Retype each entry below exactly as it stands.
***** Recorded data
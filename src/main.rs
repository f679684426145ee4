use anyhow::Result;
use media_relay_bot::bot::{self, BotDeps};
use media_relay_bot::config::{AppConfig, BotMode};
use media_relay_bot::downloader::check_ytdlp_available;
use media_relay_bot::errors::error_logging;
use media_relay_bot::localization;
use media_relay_bot::observability::{self, ReadinessProbe};
use std::sync::Arc;
use std::time::{Duration, Instant};
use teloxide::prelude::*;
use tracing::{info, warn};

#[tokio::main]
async fn main() -> Result<()> {
    let started_at = Instant::now();

    // Load environment variables from .env file first
    dotenvy::dotenv().ok();

    let config = AppConfig::from_env()?;

    // Logging first so that configuration problems end up in the log
    observability::init_logging(&config.observability)?;

    if let Err(e) = config.validate() {
        error_logging::log_config_error(&e, "app_config", "startup_validation");
        return Err(e.into());
    }
    info!(config = %config.summary(), "Configuration loaded");

    let readiness = ReadinessProbe::new(
        config.download.ytdlp_path.clone(),
        Some(config.bot.token.clone()),
        config.download.download_root.clone(),
    );
    let observability_guard =
        observability::init_observability(&config.observability, &config.server, readiness).await?;

    // Links to direct media still work without yt-dlp, so this only warns
    match check_ytdlp_available(&config.download.ytdlp_path).await {
        Ok(version) => info!(version = %version, "yt-dlp is available"),
        Err(e) => warn!(
            error = %e,
            ytdlp_path = %config.download.ytdlp_path,
            "yt-dlp is not available, only direct media links will work"
        ),
    }

    let localization_manager = localization::create_localization_manager()?;
    let deps = Arc::new(BotDeps::new(&config, localization_manager)?);

    // Uploads of large files take a while, so the Bot API client gets a generous timeout
    let client = reqwest::Client::builder()
        .timeout(Duration::from_secs(config.bot.http_timeout_secs))
        .build()?;
    let bot = Bot::with_client(config.bot.token.clone(), client);

    observability::record_startup_metrics(started_at.elapsed());
    info!(
        mode = ?config.bot.mode,
        http_timeout_secs = config.bot.http_timeout_secs,
        "Bot initialized, starting dispatcher"
    );

    let handler = bot::schema(deps);
    let result = match config.bot.mode {
        BotMode::Polling => media_relay_bot::webhook::run_polling(bot, handler).await,
        BotMode::Webhook => media_relay_bot::webhook::run_webhook(bot, handler, &config.bot).await,
    };

    observability_guard.shutdown();
    result
}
**********
Written response:
filename src/main.rs
repository f679684426145ee4
use anyhow::Result;
use media_relay_bot::bot::{self, BotDeps};
use media_relay_bot::config::{AppConfig, BotMode};
use media_relay_bot::downloader::check_ytdlp_available;
use media_relay_bot::errors::error_logging;
use media_relay_bot::localization;
use media_relay_bot::observability::{self, ReadinessProbe};
use std::sync::Arc;
use std::time::{Duration, Instant};
use teloxide::prelude::*;
use tracing::{info, warn};

#[tokio::main]
async fn main() -> Result<()> {
    let started_at = Instant::now();

    // Load environment variables from .env file first
    dotenvy::dotenv().ok();

    let config = AppConfig::from_env()?;

    // Logging first so that configuration problems end up in the log
    observability::init_logging(&config.observability)?;

    if let Err(e) = config.validate() {
        error_logging::log_config_error(&e, "app_config", "startup_validation");
        return Err(e.into());
    }
    info!(config = %config.summary(), "Configuration loaded");

    let readiness = ReadinessProbe::new(
        config.download.ytdlp_path.clone(),
        Some(config.bot.token.clone()),
        config.download.download_root.clone(),
    );
    let observability_guard =
        observability::init_observability(&config.observability, &config.server, readiness).await?;

    // Links to direct media still work without yt-dlp, so this only warns
    match check_ytdlp_available(&config.download.ytdlp_path).await {
        Ok(version) => info!(version = %version, "yt-dlp is available"),
        Err(e) => warn!(
            error = %e,
            ytdlp_path = %config.download.ytdlp_path,
            "yt-dlp is not available, only direct media links will work"
        ),
    }

    let localization_manager = localization::create_localization_manager()?;
    let deps = Arc::new(BotDeps::new(&config, localization_manager)?);

    // Uploads of large files take a while, so the Bot API client gets a generous timeout
    let client = reqwest::Client::builder()
        .timeout(Duration::from_secs(config.bot.http_timeout_secs))
        .build()?;
    let bot = Bot::with_client(config.bot.token.clone(), client);

    observability::record_startup_metrics(started_at.elapsed());
    info!(
        mode = ?config.bot.mode,
        http_timeout_secs = config.bot.http_timeout_secs,
        "Bot initialized, starting dispatcher"
    );

    let handler = bot::schema(deps);
    let result = match config.bot.mode {
        BotMode::Polling => media_relay_bot::webhook::run_polling(bot, handler).await,
        BotMode::Webhook => media_relay_bot::webhook::run_webhook(bot, handler, &config.bot).await,
    };

    observability_guard.shutdown();
    result
}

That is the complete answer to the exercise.